Référence : Stéphanie Coste, Le passeur, éditions Gallimard, janvier 2021
Un premier roman engagé
« La résilience finit par capituler sous le poids des chagrins. »
Stéphanie Coste
s’est intéressée à cette forme nouvelle de traite d’êtres humains qui
se fait non plus sur de gros bateaux qui traversent l’atlantique mais de
frêles embarcations surchargées qui chavirent facilement et provoquent
de nombreux drames qui font les gros titres des journaux des pays
développés.
Le
thème semble quelque peu bidon : des histoires de migrants qui tentent
avec détermination de trouver la terre promise, ça ne manque pas et
c’est même un sujet "bateau". Une rengaine bien connue, variation sur le
thème exploiteurs/exploités qu'on a déjà bien connue, ne serait-ce
qu'avec les "boat people" ou les cubains attirés par les feux de la Floride.

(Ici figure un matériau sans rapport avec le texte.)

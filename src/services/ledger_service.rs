use chrono::{ DateTime, Utc };
use sea_orm::{ prelude::Decimal, ConnectionTrait, DatabaseConnection, TransactionTrait };
use serde::Serialize;

use crate::db::entity::user;
use crate::db::{ NewUser, RewardConfigRepository, RewardSettings, UserRepository };
use crate::error::{ AppError, Result };

use super::UserLocks;

/// Snapshot of a user's ledger, echoed back by every reward operation.
#[derive(Debug, Clone, Serialize)]
#[serde(rename_all = "camelCase")]
pub struct UserProfile {
    pub user_id: String,
    pub first_name: String,
    pub username: String,
    #[serde(with = "rust_decimal::serde::float")]
    pub balance: Decimal,
    #[serde(with = "rust_decimal::serde::float")]
    pub total_earned: Decimal,
    pub streak: i32,
    pub last_login: Option<DateTime<Utc>>,
    pub referrals: i32,
    pub referrer_id: Option<String>,
    pub completed_tasks: Vec<String>,
    pub created_at: DateTime<Utc>,
}

impl UserProfile {
    fn from_parts(user: user::Model, completed_tasks: Vec<String>) -> Self {
        Self {
            user_id: user.user_id,
            first_name: user.first_name,
            username: user.username,
            balance: user.balance,
            total_earned: user.total_earned,
            streak: user.streak,
            last_login: user.last_login,
            referrals: user.referrals,
            referrer_id: user.referrer_id,
            completed_tasks,
            created_at: user.created_at,
        }
    }
}

/// Public view of a referred user.
#[derive(Debug, Clone, Serialize)]
#[serde(rename_all = "camelCase")]
pub struct ReferralSummary {
    pub first_name: String,
    pub username: String,
    pub created_at: DateTime<Utc>,
}

#[derive(Debug, Clone)]
pub struct GetOrCreateUser {
    pub user_id: String,
    pub first_name: Option<String>,
    pub username: Option<String>,
    pub referrer_id: Option<String>,
}

pub(crate) async fn load_profile<C: ConnectionTrait>(conn: &C, user_id: &str) -> Result<UserProfile> {
    let users = UserRepository::new(conn);
    let user = users.get(user_id).await?;
    let completed_tasks = users.completed_task_ids(user_id).await?;

    Ok(UserProfile::from_parts(user, completed_tasks))
}

pub(crate) fn require_user_id(user_id: &str) -> Result<()> {
    if user_id.trim().is_empty() {
        return Err(AppError::InvalidInput("userId is required".to_string()));
    }
    Ok(())
}

/// User Ledger entry point: account creation and referral bookkeeping.
pub struct LedgerService {
    db: DatabaseConnection,
    locks: UserLocks,
}

impl LedgerService {
    pub fn new(db: DatabaseConnection, locks: UserLocks) -> Self {
        Self { db, locks }
    }

    pub async fn get_user(&self, user_id: &str) -> Result<UserProfile> {
        load_profile(&self.db, user_id).await
    }

    /// Return the user, creating it on first contact. Creation pays the
    /// new-user bonus and, for a valid existing referrer, the referral bonus.
    pub async fn get_or_create(&self, request: GetOrCreateUser) -> Result<UserProfile> {
        require_user_id(&request.user_id)?;
        let _guard = self.locks.acquire(&request.user_id).await;

        if UserRepository::new(&self.db).find(&request.user_id).await?.is_some() {
            return load_profile(&self.db, &request.user_id).await;
        }

        let txn = self.db.begin().await?;
        let users = UserRepository::new(&txn);

        let settings = RewardConfigRepository::new(&txn).find().await?;
        let (new_user_bonus, referral_bonus) = RewardSettings::onboarding_bonuses(settings.as_ref());

        let referrer_id = match
            request.referrer_id.filter(|r| !r.trim().is_empty() && *r != request.user_id)
        {
            Some(referrer_id) => {
                if users.credit_referrer(&referrer_id, referral_bonus).await? {
                    tracing::info!(
                        "Referral bonus {} credited to {} for {}",
                        referral_bonus,
                        referrer_id,
                        request.user_id
                    );
                    Some(referrer_id)
                } else {
                    tracing::debug!("Ignoring unknown referrer {}", referrer_id);
                    None
                }
            }
            None => None,
        };

        let created = users.insert_if_absent(
            NewUser {
                user_id: request.user_id.clone(),
                first_name: request.first_name.unwrap_or_default(),
                username: request.username.unwrap_or_default(),
                opening_balance: new_user_bonus,
                referrer_id,
            },
            Utc::now()
        ).await?;

        if !created {
            // Another writer created the user first; drop our referral credit
            txn.rollback().await?;
            return load_profile(&self.db, &request.user_id).await;
        }

        let profile = load_profile(&txn, &request.user_id).await?;
        txn.commit().await?;

        tracing::info!("Created user {} with balance {}", profile.user_id, profile.balance);
        Ok(profile)
    }

    pub async fn list_referrals(&self, user_id: &str) -> Result<Vec<ReferralSummary>> {
        require_user_id(user_id)?;

        let referred = UserRepository::new(&self.db).find_referred_by(user_id).await?;

        Ok(
            referred
                .into_iter()
                .map(|u| ReferralSummary {
                    first_name: u.first_name,
                    username: u.username,
                    created_at: u.created_at,
                })
                .collect()
        )
    }
}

Le cinéma aussi s'est intéressé à cette réalité avec par exemple des films dans des genres fort différents, comme Samba Welcome ou encore Va, vis et deviens, mais Stéphanie Coste a pris le parti de raconter son histoire à partir du parcours de l’un de ces passeurs honnis, "briseurs de frontières" souvent boucs-émissaires d’un fait de société qui les dépasse.
Deux jours de la vie d'un homme qui nous entrainent au cours des années 90 dans la guerre entre Érythrée et Éthiopie et en 2015 entre la Libye et l'Italie. Deux jours pendant lesquels quelques cent cinquante vies vont basculer.
Ici, c’est un passeur nommé Seyoum qui se confie.
Libye, octobre 2015 : « L’espoir des autres, dit-il avec un parfait cynisme, c’est mon fonds de commerce. »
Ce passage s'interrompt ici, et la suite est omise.